A few of these “foreigners,” as some locals dubbed them, began arriving in the late sixties, but it was in the early seventies that van loads of latter-day pioneers began to inhabit abandoned farmhouses and log cabins tucked back in hollers where farms that had been family owned for centuries were struggling because members of the younger generation were moving away to find work.
Although some of the new arrivals truly hoped to actually live off the land, for many the decision to move to West Virginia was less quixotic. The turbulence of the times and the Vietnam War played into the homesteader movement, but for the small group of veteran homesteaders who shared their experiences for this story, their reasons for coming were as varied as the paths that they eventually took after arriving. For some it was just a youthful lark, for others an effort to escape a lifestyle they did not find fulfilling. But all agreed it changed their lives forever and for the better.
Barry Glick, at the time a self-described “tripped out hippie living in Philadelphia,” found West Virginia purely by accident when he spotted an ad in the Philadelphia Inquirer offering 58 acres of land for $6,000 in July of 1972. He thought it was a misprint. When he discovered it was for real, he drove down to check it out and quickly discovered the joys of driving between Lexington and Covington before Interstate 64 was built. He bought the land, rented a house until he could build his own, and developed a business growing a lucrative “medicinal herb” that was in great demand back in Philly. He eventually started the Almost Heaven Hot Tubs factory in Renick, with his partner Bob Hoffa, which they later sold. Today, he still lives on his 58 acres in northern Greenbrier County where he operates Sunshine Farm & Gardens, a purveyor of perennials, bulbs, wildflowers, shrubs, and other plants that he markets around the world in addition to lecturing about West Virginia native plants.
Carolyn Rudley was a single school teacher living in Pittsburgh when she visited friends in the area and asked if they could introduce her to any single men. The next day at a party she met Alan Rudley, a childhood friend of Glick’s whom he had persuaded to purchase land near his place. Before she knew it, she and Alan were sharing a log cabin with no running water or heat.

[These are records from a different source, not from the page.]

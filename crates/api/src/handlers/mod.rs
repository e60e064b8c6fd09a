pub mod jobs;
pub mod trickplay;
//! One-shot "Generate BIF files" run over the whole library.
//!
//! Meant for cron or a systemd timer. Ctrl-C (or SIGTERM) cancels the run;
//! in-flight extractions are killed and their scratch space removed.

use std::process::ExitCode;
use std::sync::Arc;

use tokio_util::sync::CancellationToken;
use tracing_subscriber::{layer::SubscriberExt, util::SubscriberInitExt};

use trickplay_core::config::TrickplayConfig;
use trickplay_pipeline::bulk::generate::generate_all;
use trickplay_pipeline::bulk::TracingProgress;
use trickplay_pipeline::generator::TrickplayGenerator;
use trickplay_pipeline::library::DirectoryLibrary;
use trickplay_pipeline::monitor::TracingMonitor;

#[tokio::main]
async fn main() -> ExitCode {
    dotenvy::dotenv().ok();

    // LOG_FORMAT=json switches to one JSON object per line.
    let json = std::env::var("LOG_FORMAT").is_ok_and(|v| v.eq_ignore_ascii_case("json"));
    tracing_subscriber::registry()
        .with(
            tracing_subscriber::EnvFilter::try_from_default_env()
                .unwrap_or_else(|_| "trickplay_worker=debug,trickplay_pipeline=debug".into()),
        )
        .with(json.then(|| tracing_subscriber::fmt::layer().json()))
        .with((!json).then(|| tracing_subscriber::fmt::layer()))
        .init();

    let config = Arc::new(TrickplayConfig::from_env().expect("Invalid trickplay configuration"));
    tracing::info!(
        widths = ?config.widths,
        workers = config.parallel_processes,
        root = %config.media_root.display(),
        "Worker starting"
    );

    let library = DirectoryLibrary::new(
        &config.media_root,
        config.metadata_root(),
        &config.ffprobe_path,
    );
    let generator = Arc::new(TrickplayGenerator::new(
        Arc::clone(&config),
        Arc::new(TracingMonitor),
    ));

    let cancel = CancellationToken::new();
    tokio::spawn(cancel_on_signal(cancel.clone()));

    match generate_all(&generator, &library, Arc::new(TracingProgress), &cancel).await {
        Ok(summary) if cancel.is_cancelled() => {
            tracing::warn!(?summary, "Generation cancelled");
            ExitCode::from(130)
        }
        Ok(summary) if summary.failed > 0 => {
            tracing::warn!(?summary, "Generation finished with failures");
            ExitCode::FAILURE
        }
        Ok(summary) => {
            tracing::info!(?summary, "Generation finished");
            ExitCode::SUCCESS
        }
        Err(e) => {
            tracing::error!(error = %e, "Could not list the library");
            ExitCode::FAILURE
        }
    }
}

async fn cancel_on_signal(cancel: CancellationToken) {
    let ctrl_c = async {
        tokio::signal::ctrl_c()
            .await
            .expect("Failed to install Ctrl-C handler");
    };

    #[cfg(unix)]
    let terminate = async {
        tokio::signal::unix::signal(tokio::signal::unix::SignalKind::terminate())
            .expect("Failed to install SIGTERM handler")
            .recv()
            .await;
    };

    #[cfg(not(unix))]
    let terminate = std::future::pending::<()>();

    tokio::select! {
        () = ctrl_c => tracing::info!("Received SIGINT (Ctrl-C), cancelling"),
        () = terminate => tracing::info!("Received SIGTERM, cancelling"),
    }
    cancel.cancel();
}
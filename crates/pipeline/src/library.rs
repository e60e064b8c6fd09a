//! Media library interface.
//!
//! The trickplay subsystem never owns the catalogue; it asks a
//! [`MediaLibrary`] for items. [`InMemoryLibrary`] is handy for embedding
//! and tests, [`DirectoryLibrary`] walks a media root on disk.

use std::collections::HashMap;
use std::path::{Path, PathBuf};
use std::sync::Arc;

use async_trait::async_trait;
use chrono::{DateTime, Utc};
use tokio::sync::RwLock;
use trickplay_core::ffmpeg::{self, FfmpegError};
use trickplay_core::media::{MediaItem, VideoType};
use trickplay_core::types::ItemId;

/// File extensions treated as videos by [`DirectoryLibrary`].
pub const VIDEO_EXTENSIONS: &[&str] = &[
    "3gp", "avi", "flv", "iso", "m2ts", "m4v", "mkv", "mov", "mp4", "mpeg", "mpg", "mts", "ogv",
    "strm", "ts", "vob", "webm", "wmv",
];

#[derive(Debug, thiserror::Error)]
pub enum LibraryError {
    #[error("I/O error: {0}")]
    Io(#[from] std::io::Error),

    #[error("probe failed: {0}")]
    Probe(#[from] FfmpegError),
}

#[async_trait]
pub trait MediaLibrary: Send + Sync {
    async fn get_item(&self, id: ItemId) -> Result<Option<MediaItem>, LibraryError>;

    /// Every video the library knows about, eligible or not.
    async fn list_videos(&self) -> Result<Vec<MediaItem>, LibraryError>;
}

// ---------------------------------------------------------------------------
// In-memory
// ---------------------------------------------------------------------------

#[derive(Default)]
pub struct InMemoryLibrary {
    items: RwLock<HashMap<ItemId, MediaItem>>,
}

impl InMemoryLibrary {
    pub fn new(items: impl IntoIterator<Item = MediaItem>) -> Self {
        Self {
            items: RwLock::new(items.into_iter().map(|i| (i.id, i)).collect()),
        }
    }

    pub async fn insert(&self, item: MediaItem) {
        self.items.write().await.insert(item.id, item);
    }

    pub async fn remove(&self, id: ItemId) -> Option<MediaItem> {
        self.items.write().await.remove(&id)
    }
}

#[async_trait]
impl MediaLibrary for InMemoryLibrary {
    async fn get_item(&self, id: ItemId) -> Result<Option<MediaItem>, LibraryError> {
        Ok(self.items.read().await.get(&id).cloned())
    }

    async fn list_videos(&self) -> Result<Vec<MediaItem>, LibraryError> {
        let mut items: Vec<_> = self.items.read().await.values().cloned().collect();
        items.sort_by(|a, b| a.path.cmp(&b.path));
        Ok(items)
    }
}

// ---------------------------------------------------------------------------
// Directory walk
// ---------------------------------------------------------------------------

/// Library backed by a directory tree.
///
/// Ids are derived from the file path, so they survive restarts. Probe
/// results are cached per path and reused until the file's modification
/// time changes.
pub struct DirectoryLibrary {
    root: PathBuf,
    metadata_root: PathBuf,
    ffprobe: PathBuf,
    cache: RwLock<HashMap<ItemId, MediaItem>>,
}

impl DirectoryLibrary {
    pub fn new(root: impl Into<PathBuf>, metadata_root: impl Into<PathBuf>, ffprobe: impl Into<PathBuf>) -> Self {
        Self {
            root: root.into(),
            metadata_root: metadata_root.into(),
            ffprobe: ffprobe.into(),
            cache: RwLock::new(HashMap::new()),
        }
    }

    pub fn root(&self) -> &Path {
        &self.root
    }

    /// Build (or reuse) the item for one video file.
    async fn describe(&self, path: &Path) -> Result<MediaItem, LibraryError> {
        let id = ItemId::from_path(path);
        let meta = tokio::fs::metadata(path).await?;
        let date_modified: DateTime<Utc> = meta.modified()?.into();

        if let Some(cached) = self.cache.read().await.get(&id) {
            if cached.date_modified == date_modified {
                return Ok(cached.clone());
            }
        }

        let extension = path
            .extension()
            .map(|e| e.to_string_lossy().to_ascii_lowercase())
            .unwrap_or_default();
        let is_shortcut = extension == "strm";
        let video_type = match extension.as_str() {
            "iso" => VideoType::Iso,
            "vob" if is_dvd_folder(path) => VideoType::Dvd,
            "m2ts" if is_bluray_folder(path) => VideoType::BluRay,
            _ => VideoType::File,
        };

        let (runtime, container) = if video_type == VideoType::File && !is_shortcut {
            match ffmpeg::probe_video(&self.ffprobe, path).await {
                Ok(probe) => (ffmpeg::parse_duration(&probe), probe.format.format_name),
                Err(e) => {
                    tracing::warn!(path = %path.display(), error = %e, "Probe failed");
                    (None, None)
                }
            }
        } else {
            (None, None)
        };

        let item = MediaItem {
            id,
            name: path
                .file_stem()
                .map(|s| s.to_string_lossy().into_owned())
                .unwrap_or_default(),
            path: path.to_path_buf(),
            container,
            video_type,
            is_shortcut,
            is_virtual: false,
            runtime,
            date_modified,
            metadata_dir: self.metadata_root.join(id.to_string()),
        };
        self.cache.write().await.insert(id, item.clone());
        Ok(item)
    }

    async fn walk(&self) -> Result<Vec<PathBuf>, LibraryError> {
        let mut found = Vec::new();
        let mut pending = vec![self.root.clone()];
        while let Some(dir) = pending.pop() {
            let mut entries = match tokio::fs::read_dir(&dir).await {
                Ok(entries) => entries,
                Err(e) if e.kind() == std::io::ErrorKind::NotFound => continue,
                Err(e) => return Err(e.into()),
            };
            while let Some(entry) = entries.next_entry().await? {
                let file_type = entry.file_type().await?;
                let path = entry.path();
                if file_type.is_dir() {
                    // Internal caches and anything else marked as ignorable.
                    if !tokio::fs::try_exists(path.join(".ignore")).await.unwrap_or(false) {
                        pending.push(path);
                    }
                } else if file_type.is_file() && is_video_path(&path) {
                    found.push(path);
                }
            }
        }
        found.sort();
        Ok(found)
    }
}

#[async_trait]
impl MediaLibrary for DirectoryLibrary {
    async fn get_item(&self, id: ItemId) -> Result<Option<MediaItem>, LibraryError> {
        let known = self.cache.read().await.get(&id).map(|i| i.path.clone());
        if let Some(path) = known {
            if tokio::fs::try_exists(&path).await.unwrap_or(false) {
                return Ok(Some(self.describe(&path).await?));
            }
            self.cache.write().await.remove(&id);
            return Ok(None);
        }
        // Unknown id: rescan in case the file was added since the last walk.
        Ok(self.list_videos().await?.into_iter().find(|i| i.id == id))
    }

    async fn list_videos(&self) -> Result<Vec<MediaItem>, LibraryError> {
        let paths = self.walk().await?;
        let mut items = Vec::with_capacity(paths.len());
        for path in paths {
            match self.describe(&path).await {
                Ok(item) => items.push(item),
                // Vanished between the walk and the stat.
                Err(LibraryError::Io(e)) if e.kind() == std::io::ErrorKind::NotFound => {}
                Err(e) => return Err(e),
            }
        }
        Ok(items)
    }
}

pub fn is_video_path(path: &Path) -> bool {
    path.extension()
        .map(|e| e.to_string_lossy().to_ascii_lowercase())
        .is_some_and(|e| VIDEO_EXTENSIONS.contains(&e.as_str()))
}

fn parent_named(path: &Path, name: &str) -> bool {
    path.parent()
        .and_then(Path::file_name)
        .is_some_and(|n| n.to_string_lossy().eq_ignore_ascii_case(name))
}

fn is_dvd_folder(path: &Path) -> bool {
    parent_named(path, "VIDEO_TS")
}

fn is_bluray_folder(path: &Path) -> bool {
    parent_named(path, "STREAM")
}

/// Convenience for wiring: a shared library handle.
pub type SharedLibrary = Arc<dyn MediaLibrary>;
//! Update user profile data.

use axum::extract::State;
use axum::{Extension, Json};

use crate::AppState;
use crate::error::Result;
use crate::router::Valid;
use crate::router::users::CurrentUser;
use crate::user::{PublicUser, UpdateProfile};

/// Merge the submitted profile fields into the caller's account. Identity,
/// credential and lifecycle fields are not part of [`UpdateProfile`], so
/// attempts to send them are dropped at deserialization.
pub async fn handler(
    State(state): State<AppState>,
    Extension(current): Extension<CurrentUser>,
    Valid(changes): Valid<UpdateProfile>,
) -> Result<Json<PublicUser>> {
    let user = state.users().update(&current.username, changes).await?;

    Ok(Json(user))
}
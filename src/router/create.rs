use axum::extract::State;
use axum::http::{HeaderMap, StatusCode, header};
use axum::Json;
use chrono::NaiveDate;
use serde::Deserialize;
use validator::Validate;

use crate::AppState;
use crate::error::{Result, ServerError};
use crate::router::Valid;
use crate::user::{NewUser, PublicUser};

#[derive(Debug, Deserialize, Validate)]
#[serde(rename_all = "camelCase")]
pub struct Body {
    #[validate(length(min = 2, max = 200, message = "Name must be 2 to 200 characters long."))]
    name: String,
    #[validate(length(min = 2, max = 30, message = "Username must be 2 to 30 characters long."))]
    username: String,
    #[validate(email(message = "Email must be formatted."))]
    email: String,
    #[validate(length(
        min = 8,
        max = 255,
        message = "Password must contain at least 8 characters."
    ))]
    password: String,
    birth_date: NaiveDate,
    #[validate(length(min = 11, max = 14, message = "Cpf must be 11 to 14 characters long."))]
    cpf: String,
    #[validate(url(message = "Profile photo must be a URL."))]
    profile_photo: Option<String>,
    cep: Option<String>,
    country: Option<String>,
    state: Option<String>,
    city: Option<String>,
    neighborhood: Option<String>,
    address: Option<String>,
    phone_number: Option<String>,
}

impl From<Body> for NewUser {
    fn from(body: Body) -> Self {
        Self {
            name: body.name,
            username: body.username,
            email: body.email,
            password: body.password,
            cpf: body.cpf,
            birth_date: body.birth_date,
            profile_photo: body.profile_photo,
            cep: body.cep,
            country: body.country,
            state: body.state,
            city: body.city,
            neighborhood: body.neighborhood,
            address: body.address,
            phone_number: body.phone_number,
        }
    }
}

/// Handler to create user. Registration is for anonymous callers: a request
/// that already carries an Authorization header is refused.
pub async fn handler(
    State(state): State<AppState>,
    headers: HeaderMap,
    Valid(body): Valid<Body>,
) -> Result<(StatusCode, Json<PublicUser>)> {
    if headers.contains_key(header::AUTHORIZATION) {
        return Err(ServerError::conflict(
            "Cannot register while authenticated",
        ));
    }

    let user = state.users().create(body.into()).await?;

    Ok((StatusCode::CREATED, Json(user)))
}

Most closely fitting the stereotypical profile of hippie homesteaders were Rikki Peters and Chally Erb, who in the early seventies were living in a communal flat in the Haight Ashbury neighborhood in San Francisco, ground zero for the counter-culture movement. Rikki had lived communally since she was 16, including a stint at the Wheeler Ranch in Northern California. She gave birth to her daughter, Deva, in 1972 at age 18. Not long after, when a visitor suggested they try West Virginia, Chally bought an old bread truck, and the threesome moved to one of the original and most famous communes in West Virginia, The Red Hood in Summers County. The commune eventually moved to the Jacox area along the Pocahontas/Greenbrier County border, and they moved with it.

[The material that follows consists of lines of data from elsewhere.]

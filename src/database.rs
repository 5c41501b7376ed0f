//! database (db) union structure.
use axum::extract::FromRef;
use sqlx::PgPool;
use sqlx::postgres::PgPoolOptions;

use crate::AppState;

pub const DEFAULT_CREDENTIALS: &str = "postgres";
pub const DEFAULT_DATABASE_NAME: &str = "contas";
pub const DEFAULT_POOL_SIZE: u32 = 10;

/// Custom db structure to pass to Axum.
#[derive(Clone)]
pub struct Database {
    pub postgres: PgPool,
}

impl Database {
    /// Init database connections.
    pub async fn new(
        hostname: &str,
        username: &str,
        password: &str,
        db: &str,
        pool: u32,
    ) -> Result<Self, sqlx::Error> {
        let addr = format!("postgres://{username}:{password}@{hostname}/{db}");
        let pool = PgPoolOptions::new().max_connections(pool);
        let postgres = pool.connect(&addr).await?;

        tracing::info!(%hostname, %db, "postgres connected");

        Ok(Self { postgres })
    }
}

impl FromRef<AppState> for Database {
    fn from_ref(app_state: &AppState) -> Database {
        app_state.db.clone()
    }
}
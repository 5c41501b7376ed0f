//! Error handler for contas.

use axum::extract::rejection::JsonRejection;
use axum::http::{StatusCode, header};
use axum::response::{IntoResponse, Response};
use serde::Serialize;
use sqlx::Error as SQLxError;
use thiserror::Error;
use validator::ValidationErrors;

pub type Result<T> = std::result::Result<T, ServerError>;

/// Enum representing server-side errors.
#[derive(Debug, Error)]
pub enum ServerError {
    #[error("validation error occurred")]
    Validation(#[from] ValidationErrors),

    #[error(transparent)]
    Axum(#[from] JsonRejection),

    #[error("SQL request failed: {0}")]
    Sql(#[from] SQLxError),

    #[error("{message}")]
    Conflict { message: String },

    #[error("user not found")]
    NotFound,

    #[error("invalid 'Authorization' header")]
    Unauthorized,

    /// Credential verification failure. Deliberately carries no detail about
    /// which part of the credential was wrong.
    #[error("invalid credentials")]
    InvalidCredentials,

    #[error("token signing failed")]
    Token(#[from] jsonwebtoken::errors::Error),

    #[error("internal server error, {details}")]
    Internal {
        details: String,
        source: Option<Box<dyn std::error::Error + Send + Sync>>,
    },
}

impl ServerError {
    /// Conflict with a message naming the violated constraint.
    pub fn conflict(message: impl Into<String>) -> Self {
        Self::Conflict {
            message: message.into(),
        }
    }
}

/// Structure for detailed error responses.
#[derive(Debug, Serialize)]
pub struct ResponseError {
    r#type: Option<String>,
    title: String,
    status: u16,
    detail: String,
    instance: Option<String>,
    errors: Option<Vec<FieldError>>,
}

impl ResponseError {
    /// Update error status code.
    pub fn status(mut self, code: StatusCode) -> Self {
        self.status = code.as_u16();
        self
    }

    /// Update `title` field.
    pub fn title(mut self, title: &str) -> Self {
        self.title = title.into();
        self
    }

    /// Add detailed error.
    pub fn details(mut self, description: &str) -> Self {
        self.detail = description.into();
        self
    }

    /// Automatically add errors field.
    pub fn errors(mut self, errors: &ValidationErrors) -> Self {
        self.errors = Some(parse_validation_errors(errors));
        self
    }

    /// Transform [`ResponseError`] into axum [`Response`].
    pub fn into_response(self) -> std::result::Result<Response, axum::http::Error> {
        if let Ok(body) = serde_json::to_string(&self) {
            Response::builder()
                .status(self.status)
                .header(header::CONTENT_TYPE, "application/json")
                .body(body.into())
        } else {
            Ok(internal_server_error())
        }
    }
}

impl Default for ResponseError {
    fn default() -> Self {
        Self {
            r#type: None,
            title: "Internal server error.".to_owned(),
            status: StatusCode::INTERNAL_SERVER_ERROR.as_u16(),
            detail: String::default(),
            instance: None,
            errors: None,
        }
    }
}

#[derive(Debug, Serialize)]
struct FieldError {
    field: String,
    message: String,
}

fn parse_validation_errors(errors: &ValidationErrors) -> Vec<FieldError> {
    errors
        .field_errors()
        .iter()
        .flat_map(|(field, issues)| {
            issues.iter().map(move |issue| FieldError {
                field: field.to_string(),
                message: issue.to_string(),
            })
        })
        .collect()
}

/// Translate a unique-index violation into the message of the constraint it
/// guards. Concurrent registrations can both pass the application-level
/// existence checks; the partial indexes are the backstop.
fn unique_violation_message(constraint: Option<&str>) -> &'static str {
    match constraint {
        Some("users_username_live") => "Username already exists",
        Some("users_email_live") => "Email already exists",
        Some("users_cpf_live") => "Cpf already exists",
        _ => "Account data conflicts with an existing user",
    }
}

impl IntoResponse for ServerError {
    fn into_response(self) -> Response {
        let response = ResponseError::default()
            .title("There were validation errors with your request.")
            .details(&self.to_string())
            .status(StatusCode::BAD_REQUEST);

        let response = match &self {
            ServerError::Validation(validation_errors) => response.errors(validation_errors),

            ServerError::Conflict { message } => response
                .title("Conflicting account data.")
                .details(message)
                .status(StatusCode::CONFLICT),

            ServerError::NotFound => response
                .title("User not found.")
                .details("No account matches the requested identity.")
                .status(StatusCode::NOT_FOUND),

            ServerError::Unauthorized => response
                .title("Missing or invalid 'Authorization' header.")
                .status(StatusCode::UNAUTHORIZED),

            ServerError::InvalidCredentials => response
                .title("Invalid credentials.")
                .details("Username or password is incorrect.")
                .status(StatusCode::UNAUTHORIZED),

            ServerError::Sql(err) => match err.as_database_error() {
                Some(db_err) if db_err.is_unique_violation() => response
                    .title("Conflicting account data.")
                    .details(unique_violation_message(db_err.constraint()))
                    .status(StatusCode::CONFLICT),
                _ => {
                    tracing::error!(error = %err, "SQL request failed");
                    ResponseError::default()
                },
            },

            ServerError::Token(err) => {
                tracing::error!(error = %err, "token signing failed");
                ResponseError::default()
            },

            ServerError::Internal { details, source } => {
                tracing::error!(source = ?source, %details, "server returned 500 status");

                ResponseError::default()
            },

            _ => response,
        };

        response
            .into_response()
            .unwrap_or_else(|_| internal_server_error())
    }
}

fn internal_server_error() -> Response {
    Response::builder()
        .status(StatusCode::INTERNAL_SERVER_ERROR)
        .header(header::CONTENT_TYPE, "application/json")
        .body(
            serde_json::json!({
                "type": null,
                "title": "Internal server error.",
                "status": StatusCode::INTERNAL_SERVER_ERROR.as_u16(),
                "detail": null,
                "instance": null,
                "errors": null,
            })
            .to_string()
            .into(),
        )
        .unwrap_or_else(|_| Response::new("Internal server error".into()))
}

#[cfg(test)]
mod tests {
    use super::*;

    #[test]
    fn test_unique_violation_message() {
        assert_eq!(
            unique_violation_message(Some("users_username_live")),
            "Username already exists"
        );
        assert_eq!(
            unique_violation_message(Some("users_cpf_live")),
            "Cpf already exists"
        );
        assert_eq!(
            unique_violation_message(None),
            "Account data conflicts with an existing user"
        );
    }

    #[test]
    fn test_status_mapping() {
        let response = ServerError::NotFound.into_response();
        assert_eq!(response.status(), StatusCode::NOT_FOUND);

        let response = ServerError::conflict("Username test already exists")
            .into_response();
        assert_eq!(response.status(), StatusCode::CONFLICT);

        let response = ServerError::InvalidCredentials.into_response();
        assert_eq!(response.status(), StatusCode::UNAUTHORIZED);

        let response = ServerError::Unauthorized.into_response();
        assert_eq!(response.status(), StatusCode::UNAUTHORIZED);
    }
}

Beth Little was also living in California, but in very different circumstances. She and her then-husband, Bill Huffman, had two children and were living a middle class life in Los Angeles. Bill worked night shift at the phone company, and Beth did computer programming from home. Bill had been with the phone company long enough to get three weeks of vacation, and the family would camp on the Colorado River or along the Oregon Coast. “It was never enough,’” Little remembers.” It was worse and harder to come back. We decided to take a year and find out how long it took to get tired of being on vacation.”
To that end, they sold their house, rented a tiny apartment, and Bill began building a house on wheels in which they would travel for fourteen months. They had saved up $5,000—a lot of money back then—especially since gas was thirty cents a gallon, Beth notes. Along the way, they discovered West Virginia. By then, they knew they weren’t going back to California. They settled in the Lobelia community in Pocahontas County, where they moved into an abandoned farmhouse they dubbed Melvie’s Mansion because it was owned by Melvin Hill. It was so dilapidated that Mr. Hill would not take any rent for it.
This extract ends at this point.